Basically, a GAN(Generative Adversial Nets) is a framework, to teach a DL model to capture the trainig data to be able to generate new data from the same distribution. It consists of 2 distinct models, a generator and a discriminator. The generator gives fake images like that from the training data set and the discriminator basically tells if it is a real training image or a fake from the generator. The generator just continues to get better at making a fake image, while the discriminator works at being a better detective(50% confidence).

x represents tha data. D(x) represents the discriminator that gives scalar probability that x came from training or fake data. The size of images would be 3x64x64. D(x) = high when x is true, low when x is from generator. z = latent space vector, which is a set of hidden codes that generator works on to produce new fake data. G(z) would be the generator network that comes up with the new data my mapping the random numbers into something real. p data would be the real distribution from which training data comes. p g would be the fake data. D(G(z)) would be the scalar probability that the o/p of generator is a real image. log(D(x)) says how real or fake an image is, and log(1-(D(G(z)))) the generator tries to minimize the probablity that the outputs are fake.

So basically all the middle layers in a neural network are called convolutional layer, which have something called filters, that help in patter rceognition. A filter is a 3x3 block, where we specify it to look at some kind of pattern. Through pooling, the convolutional layer has a way to get patterns, by scowering through every 3x3 block in the image. It gives numeric values as to how close the pattern in the 3x3 block matches that one in the filter.

DCGAN(Deep Convolutional GAN):where both generator and discriminator are cnn,s or convolutional neural networks. this replaces fully-connected layers and pooling with learned conv-transpose layers(deconvolution), giving much better image quality, stabler trauning for image generation. Convolutional layer(slides a small learned filter called kernel over the image and produces feature maps. kernel size = 3,5,7; stride(S) = how far filter moves through each step; padding p= how borders are treated; number of filters or output channels.
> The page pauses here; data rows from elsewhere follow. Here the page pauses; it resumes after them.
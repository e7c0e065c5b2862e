// src/config.rs
// =============================================================================
// This module defines the crawl configuration and how it is loaded.
//
// Sources:
// - The built-in default (config/default.json, embedded at compile time)
// - A user-supplied JSON or YAML file (--config path)
//
// The crawler itself never validates anything: validate() must be called
// before a Config is handed to crawl::Crawler.
//
// Rust concepts:
// - serde derive: Turns JSON/YAML text into a typed struct
// - include_str!: Embeds a file into the binary at compile time
// =============================================================================

use anyhow::{bail, Context, Result};
use serde::Deserialize;
use std::path::Path;
use url::Url;

// The default configuration, baked into the binary
const DEFAULT_CONFIG: &str = include_str!("../config/default.json");

// Everything a crawl needs to know. Immutable for the duration of a crawl.
#[derive(Debug, Clone, PartialEq, Eq, Deserialize)]
pub struct Config {
    /// Starting points; one is picked at random every time the outer loop restarts
    pub root_urls: Vec<String>,

    /// User-Agent header values, one picked at random per request
    pub user_agents: Vec<String>,

    /// Any link containing one of these substrings is never visited
    #[serde(default)]
    pub blacklisted_urls: Vec<String>,

    /// Maximum number of link hops taken from a root page
    pub max_depth: usize,

    /// Overall crawl budget in seconds (0 = run until cancelled)
    #[serde(default)]
    pub timeout: u64,

    /// Lower bound of the sleep between visits, in microseconds
    pub min_sleep: u64,

    /// Upper bound of the sleep between visits, in microseconds
    pub max_sleep: u64,
}

impl Config {
    // Parses the configuration that ships inside the binary
    pub fn load_default() -> Result<Self> {
        serde_json::from_str(DEFAULT_CONFIG).context("built-in default config is not valid JSON")
    }

    // Reads a configuration file from disk
    //
    // Files ending in .yaml or .yml are parsed as YAML, everything else as JSON.
    pub fn from_file(path: impl AsRef<Path>) -> Result<Self> {
        let path = path.as_ref();
        let text = std::fs::read_to_string(path)
            .with_context(|| format!("failed to read config file {}", path.display()))?;

        let is_yaml = matches!(
            path.extension().and_then(|ext| ext.to_str()),
            Some("yaml") | Some("yml")
        );

        if is_yaml {
            serde_yaml::from_str(&text)
                .with_context(|| format!("invalid YAML in {}", path.display()))
        } else {
            serde_json::from_str(&text)
                .with_context(|| format!("invalid JSON in {}", path.display()))
        }
    }

    // Checks the constraints the crawler relies on
    //
    // Returns an error describing the first violated constraint.
    pub fn validate(&self) -> Result<()> {
        if self.root_urls.is_empty() {
            bail!("config must list at least one root URL");
        }
        if self.user_agents.is_empty() {
            bail!("config must list at least one user agent");
        }
        for root in &self.root_urls {
            Url::parse(root).with_context(|| format!("root URL '{}' is not an absolute URL", root))?;
        }
        if self.min_sleep > self.max_sleep {
            bail!(
                "min_sleep ({}) must not exceed max_sleep ({})",
                self.min_sleep,
                self.max_sleep
            );
        }
        Ok(())
    }
}
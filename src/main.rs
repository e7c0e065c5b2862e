// src/main.rs
// =============================================================================
// This is the entry point of urusai, the traffic generator.
//
// What happens here:
// 1. Parse command-line arguments using clap
// 2. Set up logging at the requested level
// 3. Load and validate the configuration
// 4. Wire Ctrl-C / SIGTERM and the optional --timeout to one CancellationToken
// 5. Run the crawl until that token is cancelled or the config timeout elapses
// 6. Exit with proper code (0 = stopped normally, 2 = setup error)
// =============================================================================

mod cli;
mod config;
mod crawl;
mod links;

use anyhow::Result;
use clap::Parser;
use cli::Cli;
use config::Config;
use crawl::Crawler;
use tokio_util::sync::CancellationToken;
use tracing_subscriber::EnvFilter;

#[tokio::main]
async fn main() {
    let exit_code = match run().await {
        Ok(()) => 0,
        Err(e) => {
            // Logging may not be set up yet, so print directly
            eprintln!("Error: {:#}", e);
            2
        }
    };

    std::process::exit(exit_code);
}

async fn run() -> Result<()> {
    let cli = Cli::parse();

    init_logging(cli.log);

    let mut config = match &cli.config {
        Some(path) => Config::from_file(path)?,
        None => {
            tracing::info!("using default config");
            Config::load_default()?
        }
    };

    // A positive --timeout wins over the configured seconds
    let run_timeout = cli.timeout.filter(|t| !t.is_zero());
    if let Some(timeout) = run_timeout {
        config.timeout = timeout.as_secs();
    }

    config.validate()?;

    let token = CancellationToken::new();
    spawn_shutdown_listener(token.clone());
    if let Some(timeout) = run_timeout {
        spawn_deadline(token.clone(), timeout);
    }

    let mut crawler = match cli.seed {
        Some(seed) => Crawler::with_seed(config, seed)?,
        None => Crawler::new(config)?,
    };

    tracing::info!("starting urusai traffic generator");
    crawler.crawl(&token).await;

    Ok(())
}

// Installs the global tracing subscriber
//
// RUST_LOG, when set, takes precedence over --log.
fn init_logging(level: cli::LogLevel) {
    let filter = EnvFilter::try_from_default_env()
        .unwrap_or_else(|_| EnvFilter::new(level.as_filter()));

    tracing_subscriber::fmt().with_env_filter(filter).init();
}

// Cancels `token` on Ctrl-C or (on unix) SIGTERM
fn spawn_shutdown_listener(token: CancellationToken) {
    tokio::spawn(async move {
        shutdown_signal().await;
        tracing::info!("shutdown signal received, stopping crawl");
        token.cancel();
    });
}

// Cancels `token` once `timeout` has passed
fn spawn_deadline(token: CancellationToken, timeout: std::time::Duration) {
    tokio::spawn(async move {
        tokio::select! {
            _ = token.cancelled() => {}
            _ = tokio::time::sleep(timeout) => {
                tracing::info!("run timeout of {:?} reached", timeout);
                token.cancel();
            }
        }
    });
}

#[cfg(unix)]
async fn shutdown_signal() {
    use tokio::signal::unix::{signal, SignalKind};

    let mut terminate = match signal(SignalKind::terminate()) {
        Ok(stream) => stream,
        Err(e) => {
            tracing::warn!("cannot listen for SIGTERM: {}", e);
            let _ = tokio::signal::ctrl_c().await;
            return;
        }
    };

    tokio::select! {
        _ = tokio::signal::ctrl_c() => {}
        _ = terminate.recv() => {}
    }
}

#[cfg(not(unix))]
async fn shutdown_signal() {
    let _ = tokio::signal::ctrl_c().await;
}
The size of the output would be Hout = [(Hin + 2p - k)/s] +1... Convolutional Transpose layer or deconvolution means reversing the sampling effect. Hout = (Hin-1)s - 2p = k = outputpdding Transpose convolution means to make an input block into a greater output:called unsampling. If the stride value is greater than 1 , it downsamples the spatial resolution. It is used to reduce the image dimensions. tanh is used so images are given in the same scaling as input. Rectified Liear Unit(ReLU) gives activated output, max(number,0) x coordinate would be the value itself, while the actvated function with x coordinate gives the y coordinate. ReLU is bent at 0,1 and it doesnt have a curve. It is just bent there.
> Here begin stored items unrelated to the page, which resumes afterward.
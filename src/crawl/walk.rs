// src/crawl/walk.rs
// =============================================================================
// This module drives the crawl: the random, depth-limited walk.
//
// How it works:
// 1. Pick a random root URL and fetch it
// 2. Seed the link queue with the eligible links found on the root page
// 3. Walk: take a random link from the queue, fetch it, add its links to
//    the queue, sleep a random amount, and go one level deeper
// 4. When the walk ends (depth cap, failed fetch, empty queue), go back to 1
//
// Stop conditions, checked before every step:
// - the CancellationToken has been cancelled (signal or deadline)
// - the configured timeout has elapsed since crawl() started
//
// Everything runs sequentially: one request in flight at most.
// =============================================================================

use anyhow::Result;
use rand::rngs::StdRng;
use rand::seq::SliceRandom;
use rand::{Rng, SeedableRng};
use std::collections::HashSet;
use std::time::{Duration, Instant};
use tokio_util::sync::CancellationToken;

use super::fetch::Fetcher;
use super::queue::LinkQueue;
use crate::config::Config;
use crate::links::{extract_links, LinkFilter};

// Counters reported when a crawl stops
#[derive(Debug, Default)]
struct CrawlStats {
    roots_fetched: usize,
    walks_started: usize,
    pages_visited: usize,
    fetch_failures: usize,
    links_enqueued: usize,
}

// One crawl session: the configuration plus all mutable crawl state.
//
// The visited set only ever grows, so use a fresh Crawler for each
// independent run.
pub struct Crawler {
    config: Config,
    fetcher: Fetcher,
    rng: StdRng,
    started_at: Instant,
    queue: LinkQueue,
    visited: HashSet<String>,
    stats: CrawlStats,
}

impl Crawler {
    // Creates a crawler whose random choices are seeded from the OS
    pub fn new(config: Config) -> Result<Self> {
        Self::with_rng(config, StdRng::from_entropy())
    }

    // Creates a crawler with reproducible random choices
    pub fn with_seed(config: Config, seed: u64) -> Result<Self> {
        Self::with_rng(config, StdRng::seed_from_u64(seed))
    }

    fn with_rng(config: Config, rng: StdRng) -> Result<Self> {
        let fetcher = Fetcher::new(config.user_agents.clone())?;

        Ok(Self {
            config,
            fetcher,
            rng,
            started_at: Instant::now(),
            queue: LinkQueue::new(),
            visited: HashSet::new(),
            stats: CrawlStats::default(),
        })
    }

    // Crawls until `token` is cancelled or the configured timeout elapses.
    //
    // Fetch failures are logged and never returned.
    pub async fn crawl(&mut self, token: &CancellationToken) {
        self.started_at = Instant::now();

        while !self.should_stop(token) {
            let Some(root) = self.config.root_urls.choose(&mut self.rng).cloned() else {
                tracing::error!("no root URLs configured, nothing to crawl");
                break;
            };

            let body = match self.fetcher.fetch(token, &root, &mut self.rng).await {
                Ok(body) => body,
                Err(e) => {
                    tracing::warn!("root fetch {}: {:#}", root, e);
                    self.stats.fetch_failures += 1;
                    continue;
                }
            };
            self.stats.roots_fetched += 1;

            // Each root starts a fresh pool of links
            self.queue.clear();
            self.enqueue_links(&body, &root);
            if self.queue.is_empty() {
                tracing::debug!("no eligible links on {}", root);
                continue;
            }
            tracing::debug!("seeded {} links from {}", self.queue.len(), root);

            self.walk(token).await;
        }

        tracing::info!(
            "crawl stopped after {:.1}s: {} roots, {} walks, {} pages visited, {} failed fetches, {} links queued",
            self.started_at.elapsed().as_secs_f64(),
            self.stats.roots_fetched,
            self.stats.walks_started,
            self.stats.pages_visited,
            self.stats.fetch_failures,
            self.stats.links_enqueued,
        );
    }

    // Follows one random path through the queue, at most max_depth pages long
    async fn walk(&mut self, token: &CancellationToken) {
        self.stats.walks_started += 1;

        for depth in 0..self.config.max_depth {
            if self.should_stop(token) {
                return;
            }
            let Some(target) = self.queue.take_random(&mut self.rng) else {
                return;
            };
            self.visited.insert(target.clone());

            let body = match self.fetcher.fetch(token, &target, &mut self.rng).await {
                Ok(body) => body,
                Err(e) => {
                    // A failed visit ends this path; the outer loop picks a new root
                    tracing::warn!("visit {} (depth {}): {:#}", target, depth, e);
                    self.stats.fetch_failures += 1;
                    return;
                }
            };
            self.stats.pages_visited += 1;

            self.enqueue_links(&body, &target);
            self.jitter_sleep(token).await;
        }
    }

    // Extracts eligible links from a page and adds them to the queue
    fn enqueue_links(&mut self, body: &[u8], page_url: &str) {
        let filter = LinkFilter::new(&self.visited, &self.config.blacklisted_urls);
        let links = extract_links(body, page_url, &filter);
        self.stats.links_enqueued += self.queue.extend(links);
    }

    // Sleeps a random duration in [min_sleep, max_sleep] microseconds,
    // waking up early if the crawl is cancelled or its time budget runs out
    async fn jitter_sleep(&mut self, token: &CancellationToken) {
        let micros = self.rng.gen_range(self.config.min_sleep..=self.config.max_sleep);
        let mut pause = Duration::from_micros(micros);
        if let Some(remaining) = self.remaining_budget() {
            pause = pause.min(remaining);
        }

        tokio::select! {
            _ = token.cancelled() => {}
            _ = tokio::time::sleep(pause) => {}
        }
    }

    fn should_stop(&self, token: &CancellationToken) -> bool {
        token.is_cancelled() || self.timeout_reached()
    }

    fn timeout_reached(&self) -> bool {
        if self.config.timeout == 0 {
            return false;
        }
        self.started_at.elapsed() > Duration::from_secs(self.config.timeout)
    }

    // Time left before the configured timeout, None when unbounded
    fn remaining_budget(&self) -> Option<Duration> {
        if self.config.timeout == 0 {
            return None;
        }
        let budget = Duration::from_secs(self.config.timeout);
        Some(budget.saturating_sub(self.started_at.elapsed()))
    }
}

// -----------------------------------------------------------------------------
// NOTES:
//
// 1. Why a loop instead of recursion for the walk?
//    - Each step of the walk is "one level deeper", so a counted for-loop
//      expresses the depth cap directly
//    - Deep walks (large max_depth) cannot overflow the stack
//
// 2. Why does the queue get cleared for every root?
//    - The queue belongs to one walk; links left over from an earlier walk
//      are found again if their pages are reached again
//    - The visited set is NOT cleared, so a page is only ever visited once
//
// 3. Why is a root not added to the visited set?
//    - Roots are re-picked on purpose every time a walk ends
//    - A root can still be visited once as an ordinary link
// -----------------------------------------------------------------------------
Batch Normalization helps in stabilize and speed up trainings and leads to larger learning rates. Avoiding it for generator and discriminstor is better. Information can be leaked, giving an artificial clue. generator may distort the image distribution. TanH activation helps. Cross-entropy is the loss function used in GAN's. For a real image, prediction must be higher, and for a fake, prediction must be lower.